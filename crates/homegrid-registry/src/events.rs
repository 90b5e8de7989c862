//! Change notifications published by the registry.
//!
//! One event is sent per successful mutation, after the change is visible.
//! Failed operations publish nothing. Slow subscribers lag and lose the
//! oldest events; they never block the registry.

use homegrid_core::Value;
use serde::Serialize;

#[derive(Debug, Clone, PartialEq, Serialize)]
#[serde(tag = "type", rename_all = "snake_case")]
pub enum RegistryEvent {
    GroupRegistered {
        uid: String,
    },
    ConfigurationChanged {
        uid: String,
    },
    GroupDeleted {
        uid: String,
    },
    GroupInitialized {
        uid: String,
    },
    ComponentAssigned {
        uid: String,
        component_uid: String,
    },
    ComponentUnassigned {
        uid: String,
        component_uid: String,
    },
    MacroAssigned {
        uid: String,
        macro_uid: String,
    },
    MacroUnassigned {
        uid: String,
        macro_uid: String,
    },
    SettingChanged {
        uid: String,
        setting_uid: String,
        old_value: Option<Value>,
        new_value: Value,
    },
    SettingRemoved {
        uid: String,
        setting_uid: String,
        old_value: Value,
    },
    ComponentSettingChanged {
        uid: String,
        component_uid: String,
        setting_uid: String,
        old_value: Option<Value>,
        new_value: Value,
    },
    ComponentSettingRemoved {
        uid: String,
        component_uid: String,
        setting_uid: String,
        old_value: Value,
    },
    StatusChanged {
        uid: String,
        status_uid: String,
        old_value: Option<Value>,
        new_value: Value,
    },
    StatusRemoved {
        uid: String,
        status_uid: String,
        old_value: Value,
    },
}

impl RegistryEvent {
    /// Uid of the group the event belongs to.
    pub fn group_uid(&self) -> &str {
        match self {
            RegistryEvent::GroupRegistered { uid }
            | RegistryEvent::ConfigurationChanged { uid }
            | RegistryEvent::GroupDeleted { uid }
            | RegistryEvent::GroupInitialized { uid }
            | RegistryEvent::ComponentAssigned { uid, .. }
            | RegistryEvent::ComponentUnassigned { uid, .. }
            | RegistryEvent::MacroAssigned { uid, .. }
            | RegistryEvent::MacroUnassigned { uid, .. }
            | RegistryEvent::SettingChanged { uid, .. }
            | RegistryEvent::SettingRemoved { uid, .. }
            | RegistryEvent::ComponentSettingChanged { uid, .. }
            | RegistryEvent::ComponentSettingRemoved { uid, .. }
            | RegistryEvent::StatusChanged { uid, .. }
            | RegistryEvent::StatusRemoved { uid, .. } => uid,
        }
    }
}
==*==
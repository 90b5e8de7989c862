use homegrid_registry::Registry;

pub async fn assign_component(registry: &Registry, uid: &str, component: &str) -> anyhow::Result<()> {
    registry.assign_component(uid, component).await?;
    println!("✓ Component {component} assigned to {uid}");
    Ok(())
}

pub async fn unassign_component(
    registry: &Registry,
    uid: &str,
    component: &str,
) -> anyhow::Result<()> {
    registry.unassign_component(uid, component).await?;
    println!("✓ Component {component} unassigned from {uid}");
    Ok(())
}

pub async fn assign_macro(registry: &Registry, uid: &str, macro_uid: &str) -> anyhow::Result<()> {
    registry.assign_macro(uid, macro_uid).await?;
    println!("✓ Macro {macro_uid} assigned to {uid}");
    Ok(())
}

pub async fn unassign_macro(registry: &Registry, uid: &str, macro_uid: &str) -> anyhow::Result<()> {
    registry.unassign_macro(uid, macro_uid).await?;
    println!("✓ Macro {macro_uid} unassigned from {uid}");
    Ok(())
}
==*==
### Exercise
Count, in the listing, each line that holds the string "GroupDeleted", then give the count and nothing else.

### Answer to this problem
2